Articles
Crypto Market Analysis

Using AI at work is causing ‘brain fry,’ researchers say

User Image

Por Anônimo

Criado March 09, 2026|2 mins de leitura
Main Image

Researchers found that some workers using AI in their roles reported a “mental hangover” with a “fog” that caused difficulty focusing.

Excessive use and oversight of artificial intelligence tools in the workplace may cause “AI brain fry,” according to researchers from Boston Consulting Group and the University of California.

Workers who are using AI tools report that the technology is “intensifying rather than simplifying work,” researchers wrote in the Harvard Business Review on Friday.

A study of nearly 1,500 full-time US workers found 14% said they had experienced “mental fatigue that results from excessive use of, interaction with, and/or oversight of AI tools beyond one’s cognitive capacity,” or what the researchers called “AI brain fry.”

Respondents described having a “mental hangover” with a “fog” or “buzzing” and an inability to think clearly, along with headaches, slower decision-making, and difficulty focusing.

AI companies have pushed their products as a productivity booster, allowing workers to offload some or part of their workloads, a message that some companies have taken on and started to measure AI use as a performance metric.

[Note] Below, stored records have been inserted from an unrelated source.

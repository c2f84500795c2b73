//! Gateway and watcher configuration.
//!
//! Read from `$XDG_CONFIG_HOME/wurm/config.json` (falling back to
//! `~/.config`). Every field is optional in the file; missing fields take the
//! defaults below and a missing file is the same as an empty one.

use std::collections::BTreeSet;
use std::fs;
use std::path::{Path, PathBuf};
use std::time::Duration;

use base64::Engine;
use base64::engine::general_purpose::STANDARD;
use serde::{Deserialize, Serialize};
use wurm::runtime::{PoolConfig, ShellLauncher};
use wurm::{DEFAULT_SCRATCH_PATH, DiscoveryConfig, SchedulerConfig};
use wurm_protocol::{DEFAULT_HOST, DEFAULT_PORT};

use crate::error::{Result, WurmError};

/// Environment variable holding the base64 token; wins over the config file.
pub const TOKEN_ENV: &str = "WURM_TOKEN";

#[derive(Debug, Clone, PartialEq, Serialize, Deserialize)]
#[serde(rename_all = "camelCase", default)]
pub struct ServerConfig {
	pub host: String,
	pub port: u16,
	/// Shared client credential, base64 encoded.
	#[serde(skip_serializing_if = "Option::is_none")]
	pub token: Option<String>,
	/// Probe catalog; the built-in catalog is used when unset.
	#[serde(skip_serializing_if = "Option::is_none")]
	pub catalog: Option<PathBuf>,
	pub host_idle_secs: u64,
	pub filter_idle_secs: u64,
	#[serde(skip_serializing_if = "Option::is_none")]
	pub exec_timeout_secs: Option<u64>,
	#[serde(skip_serializing_if = "Option::is_none")]
	pub shell: Option<PathBuf>,
	#[serde(skip_serializing_if = "Option::is_none")]
	pub ssh: Option<PathBuf>,
	#[serde(skip_serializing_if = "Option::is_none")]
	pub ssh_options: Option<Vec<String>>,
	pub scratch_path: PathBuf,
	pub discovery: DiscoveryConfig,
	pub refresh_interval_secs: u64,
	pub probe_blacklist: BTreeSet<String>,
	pub max_chain_depth: u32,
}

impl Default for ServerConfig {
	fn default() -> Self {
		let scheduler = SchedulerConfig::default();
		Self {
			host: DEFAULT_HOST.to_string(),
			port: DEFAULT_PORT,
			token: None,
			catalog: None,
			host_idle_secs: 15,
			filter_idle_secs: 60,
			exec_timeout_secs: None,
			shell: None,
			ssh: None,
			ssh_options: None,
			scratch_path: PathBuf::from(DEFAULT_SCRATCH_PATH),
			discovery: DiscoveryConfig::default(),
			refresh_interval_secs: scheduler.refresh_interval.as_secs(),
			probe_blacklist: scheduler.blacklist,
			max_chain_depth: scheduler.max_chain_depth,
		}
	}
}

impl ServerConfig {
	/// `$XDG_CONFIG_HOME/wurm/config.json`.
	pub fn default_path() -> PathBuf {
		let config_home = std::env::var_os("XDG_CONFIG_HOME")
			.map(PathBuf::from)
			.or_else(|| dirs::home_dir().map(|h| h.join(".config")))
			.unwrap_or_else(|| PathBuf::from("."));
		config_home.join("wurm").join("config.json")
	}

	/// Loads `path`, or the default location when `None`.
	///
	/// A missing file yields the defaults; an unreadable or malformed one is an error.
	pub fn load(path: Option<&Path>) -> Result<Self> {
		let path = path.map(Path::to_path_buf).unwrap_or_else(Self::default_path);
		match fs::read_to_string(&path) {
			Ok(content) => Ok(serde_json::from_str(&content)?),
			Err(err) if err.kind() == std::io::ErrorKind::NotFound => Ok(Self::default()),
			Err(source) => Err(WurmError::ConfigRead { path, source }),
		}
	}

	/// Writes the config with owner-only permissions, since it holds the token.
	pub fn save(&self, path: &Path) -> Result<()> {
		if let Some(parent) = path.parent() {
			fs::create_dir_all(parent)?;
		}
		fs::write(path, serde_json::to_string_pretty(self)?)?;
		#[cfg(unix)]
		{
			use std::os::unix::fs::PermissionsExt;
			fs::set_permissions(path, fs::Permissions::from_mode(0o600))?;
		}
		Ok(())
	}

	/// The decoded shared secret, from `WURM_TOKEN` or the config file.
	pub fn token_secret(&self) -> Result<Option<String>> {
		let encoded = std::env::var(TOKEN_ENV).ok().or_else(|| self.token.clone());
		encoded.filter(|t| !t.trim().is_empty()).map(|t| decode_token(&t)).transpose()
	}

	pub fn pool_config(&self) -> PoolConfig {
		let mut pool = PoolConfig::default();
		pool.host.idle_timeout = Duration::from_secs(self.host_idle_secs);
		pool.filter.idle_timeout = Duration::from_secs(self.filter_idle_secs);
		pool.exec_timeout = self.exec_timeout_secs.map(Duration::from_secs);
		pool
	}

	pub fn launcher(&self) -> ShellLauncher {
		let mut launcher = ShellLauncher::default();
		if let Some(shell) = &self.shell {
			launcher.shell = shell.clone();
		}
		if let Some(ssh) = &self.ssh {
			launcher.ssh = ssh.clone();
		}
		if let Some(options) = &self.ssh_options {
			launcher.ssh_options = options.clone();
		}
		launcher
	}

	pub fn scheduler_config(&self) -> SchedulerConfig {
		SchedulerConfig {
			refresh_interval: Duration::from_secs(self.refresh_interval_secs.max(1)),
			blacklist: self.probe_blacklist.clone(),
			max_chain_depth: self.max_chain_depth,
		}
	}
}

pub fn encode_token(secret: &str) -> String {
	STANDARD.encode(secret.as_bytes())
}

pub fn decode_token(encoded: &str) -> Result<String> {
	let bytes = STANDARD
		.decode(encoded.trim())
		.map_err(|e| WurmError::Config(format!("token is not valid base64: {e}")))?;
	String::from_utf8(bytes).map_err(|_| WurmError::Config("token is not valid UTF-8".into()))
}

Crypto exchange Coinbase CEO Brian Armstrong has said he fired engineers who didn’t want to use AI, and set a goal late last year to have AI generate half of the platform’s code.

“As enterprises use more multi-agent systems, employees find themselves toggling between more tools,” the researchers wrote. “Contrary to the promise of havingmore time to focus on meaningful work, juggling and multitasking can become the definitive features of working with AI.”

The researchers said this AI-induced mental strain “carries significant costs in the form of increased employee errors, decision fatigue, and intention to quit.”

Study respondents who said they had brain fry experienced 33% more decision fatigue compared to those who didn’t, which researchers said could cost large companies millions of dollars a year. Those with AI brain fry were also around 40% more likely to have an active intent to quit.

Those reporting AI brain fry also self-reported making nearly 40% more major errors than those who did not, with a major error defined as one with “serious consequences, such as those that could affect safety, outcomes, or important decisions.” 

The researchers found, however, that the use of AI to replace repetitive and routine tasks decreased burnout, a state of chronic workplace stress that leads to negative feelings about the job and decreased effectiveness.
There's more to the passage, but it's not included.